** Records for the task follows **

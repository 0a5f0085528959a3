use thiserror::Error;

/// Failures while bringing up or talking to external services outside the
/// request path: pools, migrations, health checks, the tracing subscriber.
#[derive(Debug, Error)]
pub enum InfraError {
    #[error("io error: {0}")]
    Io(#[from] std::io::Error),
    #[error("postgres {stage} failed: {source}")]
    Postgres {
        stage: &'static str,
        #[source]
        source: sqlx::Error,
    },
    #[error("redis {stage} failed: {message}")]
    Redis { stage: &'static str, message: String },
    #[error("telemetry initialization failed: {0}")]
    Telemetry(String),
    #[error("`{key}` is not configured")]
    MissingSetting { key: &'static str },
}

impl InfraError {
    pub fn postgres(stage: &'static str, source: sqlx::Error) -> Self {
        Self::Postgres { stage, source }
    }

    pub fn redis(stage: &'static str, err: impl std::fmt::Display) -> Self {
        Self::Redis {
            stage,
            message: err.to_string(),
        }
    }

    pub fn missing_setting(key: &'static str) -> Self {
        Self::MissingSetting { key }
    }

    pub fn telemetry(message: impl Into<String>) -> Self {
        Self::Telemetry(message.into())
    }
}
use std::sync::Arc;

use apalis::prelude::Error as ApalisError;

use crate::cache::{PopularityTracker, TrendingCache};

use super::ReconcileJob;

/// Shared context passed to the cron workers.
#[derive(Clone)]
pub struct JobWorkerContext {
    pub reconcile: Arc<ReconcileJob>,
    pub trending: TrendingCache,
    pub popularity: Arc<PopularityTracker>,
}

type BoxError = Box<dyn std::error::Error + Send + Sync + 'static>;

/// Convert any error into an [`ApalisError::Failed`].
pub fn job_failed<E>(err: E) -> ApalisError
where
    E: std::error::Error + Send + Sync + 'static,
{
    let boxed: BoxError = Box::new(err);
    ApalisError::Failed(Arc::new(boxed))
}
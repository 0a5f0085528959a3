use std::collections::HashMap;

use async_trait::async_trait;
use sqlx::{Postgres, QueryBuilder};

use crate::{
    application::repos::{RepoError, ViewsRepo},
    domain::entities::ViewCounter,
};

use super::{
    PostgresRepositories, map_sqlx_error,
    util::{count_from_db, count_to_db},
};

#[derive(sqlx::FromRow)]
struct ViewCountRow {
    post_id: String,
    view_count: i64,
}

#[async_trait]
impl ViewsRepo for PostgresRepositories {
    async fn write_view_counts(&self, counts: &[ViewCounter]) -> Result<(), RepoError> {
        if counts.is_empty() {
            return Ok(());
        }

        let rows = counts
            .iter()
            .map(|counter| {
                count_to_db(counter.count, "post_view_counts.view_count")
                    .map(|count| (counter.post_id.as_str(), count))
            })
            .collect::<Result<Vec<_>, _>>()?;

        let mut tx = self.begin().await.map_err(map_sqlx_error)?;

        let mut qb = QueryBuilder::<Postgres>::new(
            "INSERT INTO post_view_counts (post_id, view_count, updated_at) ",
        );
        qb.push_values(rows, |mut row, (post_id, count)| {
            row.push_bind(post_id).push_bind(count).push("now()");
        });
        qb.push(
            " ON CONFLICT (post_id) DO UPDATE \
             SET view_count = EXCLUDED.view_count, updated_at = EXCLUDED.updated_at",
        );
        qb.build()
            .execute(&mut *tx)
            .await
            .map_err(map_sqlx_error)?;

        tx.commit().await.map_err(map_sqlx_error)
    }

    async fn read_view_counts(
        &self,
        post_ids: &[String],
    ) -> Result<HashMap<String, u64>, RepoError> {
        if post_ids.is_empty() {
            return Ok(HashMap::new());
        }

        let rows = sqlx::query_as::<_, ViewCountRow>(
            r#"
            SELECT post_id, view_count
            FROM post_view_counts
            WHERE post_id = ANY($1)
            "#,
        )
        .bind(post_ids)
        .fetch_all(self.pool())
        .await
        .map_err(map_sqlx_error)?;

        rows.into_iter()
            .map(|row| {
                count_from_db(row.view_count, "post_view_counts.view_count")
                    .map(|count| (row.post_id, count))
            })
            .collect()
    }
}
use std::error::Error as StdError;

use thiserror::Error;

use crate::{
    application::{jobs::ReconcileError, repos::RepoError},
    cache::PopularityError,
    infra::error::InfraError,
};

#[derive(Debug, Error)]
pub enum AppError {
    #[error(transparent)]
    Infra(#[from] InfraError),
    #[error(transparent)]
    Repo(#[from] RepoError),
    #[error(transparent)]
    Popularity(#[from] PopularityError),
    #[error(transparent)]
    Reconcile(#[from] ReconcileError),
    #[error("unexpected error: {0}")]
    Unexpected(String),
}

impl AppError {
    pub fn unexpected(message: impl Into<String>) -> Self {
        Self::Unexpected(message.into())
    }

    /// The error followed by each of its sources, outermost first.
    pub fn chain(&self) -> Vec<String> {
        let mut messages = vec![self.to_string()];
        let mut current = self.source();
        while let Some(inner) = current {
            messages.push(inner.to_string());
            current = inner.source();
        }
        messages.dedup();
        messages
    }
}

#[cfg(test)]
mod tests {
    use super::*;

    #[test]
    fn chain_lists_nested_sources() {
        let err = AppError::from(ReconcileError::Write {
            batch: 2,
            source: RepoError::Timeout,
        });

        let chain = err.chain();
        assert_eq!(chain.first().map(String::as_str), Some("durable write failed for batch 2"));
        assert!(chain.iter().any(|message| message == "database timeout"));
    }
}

** End of Records for the task **

Task statement> Provide a verbatim reproduction of all the records.

Result of this exercise>
repository 0a5f0085528959a3
use thiserror::Error;

/// Failures while bringing up or talking to external services outside the
/// request path: pools, migrations, health checks, the tracing subscriber.
#[derive(Debug, Error)]
pub enum InfraError {
    #[error("io error: {0}")]
    Io(#[from] std::io::Error),
    #[error("postgres {stage} failed: {source}")]
    Postgres {
        stage: &'static str,
        #[source]
        source: sqlx::Error,
    },
    #[error("redis {stage} failed: {message}")]
    Redis { stage: &'static str, message: String },
    #[error("telemetry initialization failed: {0}")]
    Telemetry(String),
    #[error("`{key}` is not configured")]
    MissingSetting { key: &'static str },
}

impl InfraError {
    pub fn postgres(stage: &'static str, source: sqlx::Error) -> Self {
        Self::Postgres { stage, source }
    }

    pub fn redis(stage: &'static str, err: impl std::fmt::Display) -> Self {
        Self::Redis {
            stage,
            message: err.to_string(),
        }
    }

    pub fn missing_setting(key: &'static str) -> Self {
        Self::MissingSetting { key }
    }

    pub fn telemetry(message: impl Into<String>) -> Self {
        Self::Telemetry(message.into())
    }
}
use std::sync::Arc;

use apalis::prelude::Error as ApalisError;

use crate::cache::{PopularityTracker, TrendingCache};

use super::ReconcileJob;

/// Shared context passed to the cron workers.
#[derive(Clone)]
pub struct JobWorkerContext {
    pub reconcile: Arc<ReconcileJob>,
    pub trending: TrendingCache,
    pub popularity: Arc<PopularityTracker>,
}

type BoxError = Box<dyn std::error::Error + Send + Sync + 'static>;

/// Convert any error into an [`ApalisError::Failed`].
pub fn job_failed<E>(err: E) -> ApalisError
where
    E: std::error::Error + Send + Sync + 'static,
{
    let boxed: BoxError = Box::new(err);
    ApalisError::Failed(Arc::new(boxed))
}
repository 0a5f0085528959a3
use std::collections::HashMap;

use async_trait::async_trait;
use sqlx::{Postgres, QueryBuilder};

use crate::{
    application::repos::{RepoError, ViewsRepo},
    domain::entities::ViewCounter,
};

use super::{
    PostgresRepositories, map_sqlx_error,
    util::{count_from_db, count_to_db},
};

#[derive(sqlx::FromRow)]
struct ViewCountRow {
    post_id: String,
    view_count: i64,
}

#[async_trait]
impl ViewsRepo for PostgresRepositories {
    async fn write_view_counts(&self, counts: &[ViewCounter]) -> Result<(), RepoError> {
        if counts.is_empty() {
            return Ok(());
        }

        let rows = counts
            .iter()
            .map(|counter| {
                count_to_db(counter.count, "post_view_counts.view_count")
                    .map(|count| (counter.post_id.as_str(), count))
            })
            .collect::<Result<Vec<_>, _>>()?;

        let mut tx = self.begin().await.map_err(map_sqlx_error)?;

        let mut qb = QueryBuilder::<Postgres>::new(
            "INSERT INTO post_view_counts (post_id, view_count, updated_at) ",
        );
        qb.push_values(rows, |mut row, (post_id, count)| {
            row.push_bind(post_id).push_bind(count).push("now()");
        });
        qb.push(
            " ON CONFLICT (post_id) DO UPDATE \
             SET view_count = EXCLUDED.view_count, updated_at = EXCLUDED.updated_at",
        );
        qb.build()
            .execute(&mut *tx)
            .await
            .map_err(map_sqlx_error)?;

        tx.commit().await.map_err(map_sqlx_error)
    }

    async fn read_view_counts(
        &self,
        post_ids: &[String],
    ) -> Result<HashMap<String, u64>, RepoError> {
        if post_ids.is_empty() {
            return Ok(HashMap::new());
        }

        let rows = sqlx::query_as::<_, ViewCountRow>(
            r#"
            SELECT post_id, view_count
            FROM post_view_counts
            WHERE post_id = ANY($1)
            "#,
        )
        .bind(post_ids)
        .fetch_all(self.pool())
        .await
        .map_err(map_sqlx_error)?;

        rows.into_iter()
            .map(|row| {
                count_from_db(row.view_count, "post_view_counts.view_count")
                    .map(|count| (row.post_id, count))
            })
            .collect()
    }
}
use std::error::Error as StdError;

use thiserror::Error;

use crate::{
    application::{jobs::ReconcileError, repos::RepoError},
    cache::PopularityError,
    infra::error::InfraError,
};

#[derive(Debug, Error)]
pub enum AppError {
    #[error(transparent)]
    Infra(#[from] InfraError),
    #[error(transparent)]
    Repo(#[from] RepoError),
    #[error(transparent)]
    Popularity(#[from] PopularityError),
    #[error(transparent)]
    Reconcile(#[from] ReconcileError),
    #[error("unexpected error: {0}")]
    Unexpected(String),
}

impl AppError {
    pub fn unexpected(message: impl Into<String>) -> Self {
        Self::Unexpected(message.into())
    }

    /// The error followed by each of its sources, outermost first.
    pub fn chain(&self) -> Vec<String> {
        let mut messages = vec![self.to_string()];
        let mut current = self.source();
        while let Some(inner) = current {
            messages.push(inner.to_string());
            current = inner.source();
        }
        messages.dedup();
        messages
    }
}

#[cfg(test)]
mod tests {
    use super::*;

    #[test]
    fn chain_lists_nested_sources() {
        let err = AppError::from(ReconcileError::Write {
            batch: 2,
            source: RepoError::Timeout,
        });

        let chain = err.chain();
        assert_eq!(chain.first().map(String::as_str), Some("durable write failed for batch 2"));
        assert!(chain.iter().any(|message| message == "database timeout"));
    }
}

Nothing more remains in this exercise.